Hekker and the Patriots have an interesting shared history. Back in 2008, he walked onto the Oregon State football team along with another freshman punter named Ryan Allen. Hekker won the job, and a scholarship, and Allen didn't have a chance to get on the field for two seasons. He eventually transferred to Louisiana Tech, won the Ray Guy Award twice as the nation's top collegiate punter, and was signed by the Patriots as an undrafted free agent in 2013.
While Belichick certainly appreciates Allen and the way he's performed over the last four seasons, he went on and on about Allen's former college teammate, comparing Hekker to Guy, Saints punter Thomas Morestead and former Giants punters Dave Jennings and Sean Landetta.
"They're all great players," Belichick said. "I'm not taking anything away from them . . . But I mean this guy is -- this guy is a weapon. I mean he's not a good player. He's a weapon . . . You're talking about an athlete with Hekker now. He's a little more athletic than Landeta. Just to pick a name. I'd say Ray Guy . . . Ray kicked for a great average, but these guys [the Rams] lead the league in punt coverage. Lead the league in gross punting. Lead the league in net punting. Lead the league in inside the 20, and lead the league in punt coverage. I mean, if you're in front of one of those catergories that's pretty good. Last year they led the league in all three. They're right up there this year. Plus [Hekker's] a threat on fakes and stuff like that."
Belichick was asked, though, if he would like to see Hekker get a large workload on Sunday.
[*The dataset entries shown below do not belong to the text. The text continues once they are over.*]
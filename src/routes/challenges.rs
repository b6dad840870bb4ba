// SPDX-License-Identifier: MIT

//! Challenge lifecycle routes.

use crate::error::{AppError, Result};
use crate::middleware::auth::AuthUser;
use crate::models::{Challenge, ChallengeMilestone, ChallengeParticipant, ProgressEntry};
use crate::services::ChallengeService;
use crate::AppState;
use axum::{
    extract::{Path, Query, State},
    routing::{get, post},
    Extension, Json, Router,
};
use serde::{Deserialize, Serialize};
use std::sync::Arc;
use validator::Validate;

/// Challenge routes (require authentication via JWT).
pub fn routes() -> Router<Arc<AppState>> {
    Router::new()
        .route("/api/teams/{team_id}/challenges", post(create_challenge))
        .route("/api/challenges/{challenge_id}/join", post(join_challenge))
        .route(
            "/api/teams/{team_id}/challenges/{challenge_id}/progress",
            post(update_progress),
        )
        .route(
            "/api/challenges/{challenge_id}/progress",
            get(get_progress_history),
        )
        .route(
            "/api/challenges/{challenge_id}/leaderboard",
            get(get_leaderboard),
        )
        .route(
            "/api/challenges/{challenge_id}/milestones",
            post(create_milestone).get(get_milestones),
        )
}

fn service(state: &AppState) -> ChallengeService {
    ChallengeService::new(
        state.db.clone(),
        state.notifier.clone(),
        state.config.dispatcher_url.clone(),
    )
}

// ─── Challenge Creation & Joining ────────────────────────────

#[derive(Deserialize, Validate)]
pub struct CreateChallengeRequest {
    #[validate(length(min = 1, max = 100))]
    pub title: String,
    #[validate(length(min = 1, max = 1000))]
    pub description: String,
    /// One of: step_competition, workout, habit, skill, team_building
    pub challenge_type: String,
    #[validate(range(min = 1, max = 365))]
    pub duration_days: u32,
    pub participant_user_ids: Vec<String>,
}

/// Create a challenge and invite participants.
async fn create_challenge(
    State(state): State<Arc<AppState>>,
    Extension(user): Extension<AuthUser>,
    Path(team_id): Path<String>,
    Json(payload): Json<CreateChallengeRequest>,
) -> Result<Json<Challenge>> {
    payload
        .validate()
        .map_err(|e| AppError::Validation(e.to_string()))?;

    // Closed enum resolved once at the boundary
    let challenge_type = payload
        .challenge_type
        .parse()
        .map_err(AppError::Validation)?;

    let challenge = service(&state)
        .create_challenge(crate::services::challenges::CreateChallengeInput {
            team_id,
            title: payload.title,
            description: payload.description,
            challenge_type,
            duration_days: payload.duration_days,
            created_by: user.user_id,
            participant_user_ids: payload.participant_user_ids,
        })
        .await?;

    Ok(Json(challenge))
}

/// Join a challenge as the authenticated user.
async fn join_challenge(
    State(state): State<Arc<AppState>>,
    Extension(user): Extension<AuthUser>,
    Path(challenge_id): Path<String>,
) -> Result<Json<ChallengeParticipant>> {
    let participant = service(&state)
        .join_challenge(&challenge_id, &user.user_id)
        .await?;
    Ok(Json(participant))
}

// ─── Progress ────────────────────────────────────────────────

#[derive(Deserialize, Validate)]
pub struct UpdateProgressRequest {
    pub progress: f64,
    #[validate(length(max = 500))]
    pub notes: Option<String>,
}

#[derive(Serialize)]
pub struct ProgressUpdateResponse {
    pub participant: ChallengeParticipant,
    pub entry: ProgressEntry,
    pub achieved_milestones: Vec<ChallengeMilestone>,
}

/// Record a progress update for the authenticated user.
async fn update_progress(
    State(state): State<Arc<AppState>>,
    Extension(user): Extension<AuthUser>,
    Path((team_id, challenge_id)): Path<(String, String)>,
    Json(payload): Json<UpdateProgressRequest>,
) -> Result<Json<ProgressUpdateResponse>> {
    payload
        .validate()
        .map_err(|e| AppError::Validation(e.to_string()))?;

    if !payload.progress.is_finite() || payload.progress < 0.0 {
        return Err(AppError::Validation(
            "Progress must be a non-negative number".to_string(),
        ));
    }

    let update = service(&state)
        .update_progress(
            &team_id,
            &challenge_id,
            &user.user_id,
            payload.progress,
            payload.notes,
        )
        .await?;

    Ok(Json(ProgressUpdateResponse {
        participant: update.participant,
        entry: update.entry,
        achieved_milestones: update.achieved_milestones,
    }))
}

#[derive(Deserialize)]
struct ProgressHistoryQuery {
    /// Filter by user
    user_id: Option<String>,
}

/// Progress history for a challenge, newest first.
async fn get_progress_history(
    State(state): State<Arc<AppState>>,
    Path(challenge_id): Path<String>,
    Query(params): Query<ProgressHistoryQuery>,
) -> Result<Json<Vec<ProgressEntry>>> {
    let entries = service(&state)
        .get_progress_history(&challenge_id, params.user_id.as_deref())
        .await?;
    Ok(Json(entries))
}

// ─── Leaderboard ─────────────────────────────────────────────

#[derive(Serialize)]
pub struct LeaderboardEntry {
    pub rank: u32,
    pub user_id: String,
    pub score: f64,
    pub progress: f64,
    pub last_updated: String,
}

/// Ranked participants for a challenge.
async fn get_leaderboard(
    State(state): State<Arc<AppState>>,
    Path(challenge_id): Path<String>,
) -> Result<Json<Vec<LeaderboardEntry>>> {
    let ranked = service(&state).get_leaderboard(&challenge_id).await?;

    let entries = ranked
        .into_iter()
        .enumerate()
        .map(|(i, p)| LeaderboardEntry {
            rank: i as u32 + 1,
            user_id: p.user_id,
            score: p.score,
            progress: p.progress,
            last_updated: p.last_updated,
        })
        .collect();

    Ok(Json(entries))
}

// ─── Milestones ──────────────────────────────────────────────

#[derive(Deserialize, Validate)]
pub struct CreateMilestoneRequest {
    #[validate(length(min = 1, max = 100))]
    pub title: String,
    pub target_value: f64,
    #[validate(length(max = 500))]
    pub description: Option<String>,
}

/// Create a milestone on a challenge.
async fn create_milestone(
    State(state): State<Arc<AppState>>,
    Path(challenge_id): Path<String>,
    Json(payload): Json<CreateMilestoneRequest>,
) -> Result<Json<ChallengeMilestone>> {
    payload
        .validate()
        .map_err(|e| AppError::Validation(e.to_string()))?;

    let milestone = service(&state)
        .create_milestone(
            &challenge_id,
            &payload.title,
            payload.target_value,
            payload.description,
        )
        .await?;

    Ok(Json(milestone))
}

/// All milestones for a challenge, ascending by target.
async fn get_milestones(
    State(state): State<Arc<AppState>>,
    Path(challenge_id): Path<String>,
) -> Result<Json<Vec<ChallengeMilestone>>> {
    let milestones = service(&state).get_milestones(&challenge_id).await?;
    Ok(Json(milestones))
}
"Yeah. Right. Just gotta make sure we get the ball," he said. "Another part of the problem is just catching the ball. He kicks it so far and makes the returner move for it. They run over there, they mishandle it, or it hits the ground and rolls for another 20 yards. It's a tough ball to catch because you're not just shagging flies out there. He's making you run, and he's kicking it over your head.
"The ball-handling is tough for the returners too. Very tough. The Jets had a lot of trouble with it. Carolina . . . He's had several punt this year where they can't get to the ball and it rolls 20 yards. Fifty becomes 70. Forty-five becomes 65. It changes field position [in] one play. You think you're going to get the ball with good field position and you're at the 15-yard line.
"But, yeah, to your point, I hope he gets a good workout."